Socrates (c.470-399 BC)
Phaedo, section 62
by Plato (c.428-348 BC)
The whole life of the philosopher is a preparation for death.
Marcus Tullius Cicero (106-43 BC)
Tusculanae Disputationes
Nihil tam absurde dici potest, quod non dicatur ab aliquo pilosophorum. (There is nothing so ridiculous but some philosopher has said it.)
Marcus Tullius Cicero (106-43 BC)
De Divinatione
Book II, Section 58
See to it that no one takes you captive through hollow and deceptive philosophy, which depends on human tradition and the basic principles of this world rather than on Christ.

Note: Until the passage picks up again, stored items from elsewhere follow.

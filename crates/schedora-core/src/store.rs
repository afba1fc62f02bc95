//! C3: the durable store contract.
//!
//! Grounded on the teacher's `JobStore` trait (`seesaw::job`) and its
//! Postgres implementation's explicit `mark_succeeded`/`mark_failed`
//! methods: rather than one generic "update status" call, each legal
//! transition gets its own named method so the SQL (and the invariants it
//! enforces) lives next to the edge it implements.
//!
//! Implementors (e.g. `schedora-postgres::PgJobStore`) are responsible for
//! the three obligations spec.md §4.3 names: unique insert, locked
//! ready-scan with the dependency predicate folded in, and check
//! constraints at write time.

use crate::error::Result;
use crate::job::{Job, NewJob};
use crate::worker::{NewWorker, ResourceSample, Worker, WorkerStatus};
use crate::workflow::{NewWorkflow, Workflow};
use async_trait::async_trait;
use chrono::{DateTime, Utc};
use serde_json::Value;
use uuid::Uuid;

#[async_trait]
pub trait JobStore: Send + Sync {
    /// Fails with `DuplicateIdempotencyKey` if the key already exists.
    /// A concurrent check-then-insert race must still resolve to exactly
    /// one surviving row (a unique constraint on `idempotency_key`, not an
    /// application-level check, is what actually guarantees this).
    async fn insert_job(&self, new_job: NewJob) -> Result<Job>;

    async fn get_job(&self, job_id: Uuid) -> Result<Job>;

    /// Valid only from a non-terminal status; fails with
    /// `InvalidStateTransition` otherwise.
    async fn cancel_job(&self, job_id: Uuid) -> Result<Job>;

    /// C6's batch claim: a locked scan over `status = PENDING`,
    /// `scheduled_at <= now`, no unmet dependency, that skips rows another
    /// claimer already holds and transitions the rows it does see to
    /// `SCHEDULED` with `worker_id = worker_id`, all in one transaction.
    /// Ordering across the batch is unspecified (advisory priority only,
    /// honoured properly by the queue fast path).
    async fn claim_batch(&self, worker_id: &str, limit: i64) -> Result<Vec<Job>>;

    /// The queue fast path (§4.6 point 4): when a worker already knows
    /// which job it wants (popped from the priority queue), it attempts
    /// the `PENDING -> SCHEDULED` transition guarded by an optimistic
    /// check that status is still `PENDING`. Returns `None` if another
    /// claimer won the race or the job's durable status had already moved
    /// on — the caller must discard the queue entry in that case, never
    /// retry the transition.
    async fn claim_optimistic(&self, job_id: Uuid, worker_id: &str) -> Result<Option<Job>>;

    /// `SCHEDULED|PENDING -> RUNNING`, `started_at = now`.
    async fn mark_running(&self, job_id: Uuid) -> Result<Job>;

    /// `RUNNING -> SUCCESS`, `completed_at = now`, writes `result`.
    async fn mark_success(&self, job_id: Uuid, result: Value) -> Result<Job>;

    /// `RUNNING -> FAILED`, `completed_at = now`, writes `error_message`
    /// and `error_details`. Does not decide whether to retry — that is
    /// the outer retry layer's job (see `retry_layer.rs`).
    async fn mark_failed(
        &self,
        job_id: Uuid,
        error_message: &str,
        error_details: Value,
    ) -> Result<Job>;

    /// `FAILED -> RETRYING -> SCHEDULED` as one atomic step: increments
    /// `retry_count` and sets `scheduled_at = next_scheduled_at`.
    async fn mark_retrying_scheduled(
        &self,
        job_id: Uuid,
        next_scheduled_at: DateTime<Utc>,
    ) -> Result<Job>;

    /// `FAILED -> DEAD`, retries exhausted.
    async fn mark_dead(&self, job_id: Uuid) -> Result<Job>;

    /// Stale-worker reclaim (§4.10): returns a `RUNNING` job to `PENDING`
    /// so any worker may claim it again. This is a crash-recovery
    /// override, not a normal state-machine edge — `RUNNING -> PENDING`
    /// does not appear in the §4.1 table, and implementations must not
    /// route it through `validate_transition`. Jobs already in a terminal
    /// state are left untouched (the caller is expected to check, but
    /// implementations should no-op rather than error if asked to reclaim
    /// a terminal job).
    async fn reclaim_to_pending(&self, job_id: Uuid) -> Result<Option<Job>>;

    /// C4's bulk "ready" query: `PENDING` jobs whose dependencies (if any)
    /// are all `SUCCESS`.
    async fn ready_jobs(&self, limit: i64) -> Result<Vec<Job>>;

    /// C4's bulk "blocked" query: `PENDING` jobs with at least one
    /// predecessor in `{FAILED, DEAD, CANCELED}`.
    async fn blocked_jobs(&self) -> Result<Vec<Job>>;
}

#[async_trait]
pub trait WorkerStore: Send + Sync {
    async fn register(&self, new_worker: NewWorker) -> Result<Worker>;
    async fn get_worker(&self, worker_id: &str) -> Result<Worker>;
    async fn list_workers(&self, status: Option<WorkerStatus>) -> Result<Vec<Worker>>;

    /// Refreshes `last_heartbeat_at` and, if provided, the CPU/memory
    /// sample. Does not touch the fast-expiry marker — that lives in the
    /// side store (`schedora-queue`) and is the stale signal; this method
    /// is the durable half of the heartbeat.
    async fn heartbeat(&self, worker_id: &str, sample: Option<ResourceSample>) -> Result<Worker>;

    async fn mark_stale(&self, worker_id: &str) -> Result<Worker>;

    /// `status = STOPPED`, `stopped_at = now`. Callers must also clear the
    /// worker's assignment set in the side store.
    async fn deregister(&self, worker_id: &str) -> Result<Worker>;

    async fn adjust_job_count(&self, worker_id: &str, delta: i32) -> Result<()>;
    async fn record_completion(&self, worker_id: &str, succeeded: bool) -> Result<()>;

    /// Cleanup loop (C11): deletes workers `STOPPED` for longer than the
    /// caller's cutoff. Returns the number of rows removed.
    async fn delete_stopped_before(&self, cutoff: DateTime<Utc>) -> Result<u64>;
}

#[async_trait]
pub trait WorkflowStore: Send + Sync {
    /// Fails with `DuplicateWorkflowName` if `name` already exists.
    async fn create_workflow(&self, new_workflow: NewWorkflow) -> Result<Workflow>;
    async fn get_workflow(&self, workflow_id: Uuid) -> Result<Workflow>;
    async fn attach_job(&self, workflow_id: Uuid, job_id: Uuid) -> Result<()>;
    async fn jobs_for_workflow(&self, workflow_id: Uuid) -> Result<Vec<Job>>;
}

Bible, Colossians 2:8 (NIV)
All philosophy lies in two words, sustain and abstain.
Epictetus (c.55-c.135)
A little philosophy inclineth man's mind to atheism, but depth in philosophy bringeth men's minds about to religion.
Francis Bacon (1561-1626)
Essays: Of Atheism, 1625
A book is a mirror. When a monkey looks in, no philosopher looks out.
G.C. Lichtenberg (1742-1799)
"Notebook E", Aphorism 49
Aphorisms, 1765-1799
I must invent my own philosophical systems, or else be enslaved by other mens'.
William Blake (1757-1827)
Jerusalem, 1820
Plate 10
What is philosophy but a continual battle against custom?

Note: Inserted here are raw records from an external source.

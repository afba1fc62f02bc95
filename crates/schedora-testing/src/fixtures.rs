//! Builders for `NewJob`/`NewWorker`/`NewWorkflow`, grounded on the
//! original Python test suite's `tests/factories/job_factory.py`: sane
//! defaults for every field, with `.with_*` overrides for the ones a
//! given test actually cares about.

use schedora_core::job::{NewJob, RetryPolicy};
use schedora_core::worker::NewWorker;
use schedora_core::workflow::NewWorkflow;
use serde_json::{json, Value};
use uuid::Uuid;

pub struct JobFactory {
    job_type: String,
    payload: Value,
    priority: i16,
    max_retries: i32,
    retry_policy: RetryPolicy,
    timeout_seconds: Option<i64>,
    idempotency_key: String,
    parent_job_id: Option<Uuid>,
}

impl Default for JobFactory {
    fn default() -> Self {
        Self {
            job_type: "noop".to_string(),
            payload: json!({}),
            priority: 5,
            max_retries: 3,
            retry_policy: RetryPolicy::Exponential,
            timeout_seconds: None,
            idempotency_key: Uuid::new_v4().to_string(),
            parent_job_id: None,
        }
    }
}

impl JobFactory {
    pub fn new() -> Self {
        Self::default()
    }

    pub fn job_type(mut self, job_type: impl Into<String>) -> Self {
        self.job_type = job_type.into();
        self
    }

    pub fn payload(mut self, payload: Value) -> Self {
        self.payload = payload;
        self
    }

    pub fn priority(mut self, priority: i16) -> Self {
        self.priority = priority;
        self
    }

    pub fn max_retries(mut self, max_retries: i32) -> Self {
        self.max_retries = max_retries;
        self
    }

    pub fn retry_policy(mut self, retry_policy: RetryPolicy) -> Self {
        self.retry_policy = retry_policy;
        self
    }

    pub fn timeout_seconds(mut self, timeout_seconds: i64) -> Self {
        self.timeout_seconds = Some(timeout_seconds);
        self
    }

    pub fn idempotency_key(mut self, key: impl Into<String>) -> Self {
        self.idempotency_key = key.into();
        self
    }

    pub fn depends_on(mut self, parent_job_id: Uuid) -> Self {
        self.parent_job_id = Some(parent_job_id);
        self
    }

    pub fn build(self) -> NewJob {
        NewJob {
            job_type: self.job_type,
            payload: self.payload,
            priority: self.priority,
            scheduled_at: None,
            max_retries: self.max_retries,
            retry_policy: self.retry_policy,
            timeout_seconds: self.timeout_seconds,
            idempotency_key: self.idempotency_key,
            parent_job_id: self.parent_job_id,
        }
    }
}

pub struct WorkerFactory {
    worker_id: String,
    hostname: String,
    pid: i32,
    version: String,
    max_concurrent_jobs: i32,
}

impl Default for WorkerFactory {
    fn default() -> Self {
        Self {
            worker_id: format!("worker-{}", Uuid::new_v4()),
            hostname: "test-host".to_string(),
            pid: 1,
            version: "0.1.0".to_string(),
            max_concurrent_jobs: 4,
        }
    }
}

impl WorkerFactory {
    pub fn new() -> Self {
        Self::default()
    }

    pub fn worker_id(mut self, worker_id: impl Into<String>) -> Self {
        self.worker_id = worker_id.into();
        self
    }

    pub fn max_concurrent_jobs(mut self, n: i32) -> Self {
        self.max_concurrent_jobs = n;
        self
    }

    pub fn build(self) -> NewWorker {
        NewWorker {
            worker_id: self.worker_id,
            hostname: self.hostname,
            pid: self.pid,
            max_concurrent_jobs: self.max_concurrent_jobs,
            version: self.version,
            capabilities: None,
            metadata: None,
        }
    }
}

pub struct WorkflowFactory {
    name: String,
}

impl Default for WorkflowFactory {
    fn default() -> Self {
        Self {
            name: format!("workflow-{}", Uuid::new_v4()),
        }
    }
}

impl WorkflowFactory {
    pub fn new() -> Self {
        Self::default()
    }

    pub fn name(mut self, name: impl Into<String>) -> Self {
        self.name = name.into();
        self
    }

    pub fn build(self) -> NewWorkflow {
        NewWorkflow {
            name: self.name,
            description: None,
            config: None,
        }
    }
}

Thomas Carlyle (1795-1881)
The philosophy of waiting is sustained by all the oracles of the universe.
Ralph Waldo Emerson (1803-1882)
Philosophy: unintelligible answers to insoluble problems.
Henry Brooks Adams (1838-1918)
The So-Called Human Race, 1922
by Bert Leston Taylor (1866-1921)
Philosophy has the task and the opportunity of helping banish the concept that human destiny here and now is of slight importance in comparison with some supernatural destiny.
John Dewey (1859-1953)
The object of studying philosophy is to know one's own mind, not other people's.
W.R. Inge (1860-1954)
Outspoken Essays, 1922
This is patently absurd; but whoever wishes to become a philosopher must learn not to be frightened by absurdities.
Bertrand Russell (1872-1970)
To teach men how to live without certainty, and yet without being paralyzed by hesitation, is perhaps the chief thing philosophy can still do.
Bertrand Russell (1872-1967)
The philosopher's treatment of a question is like the treatment of an illness.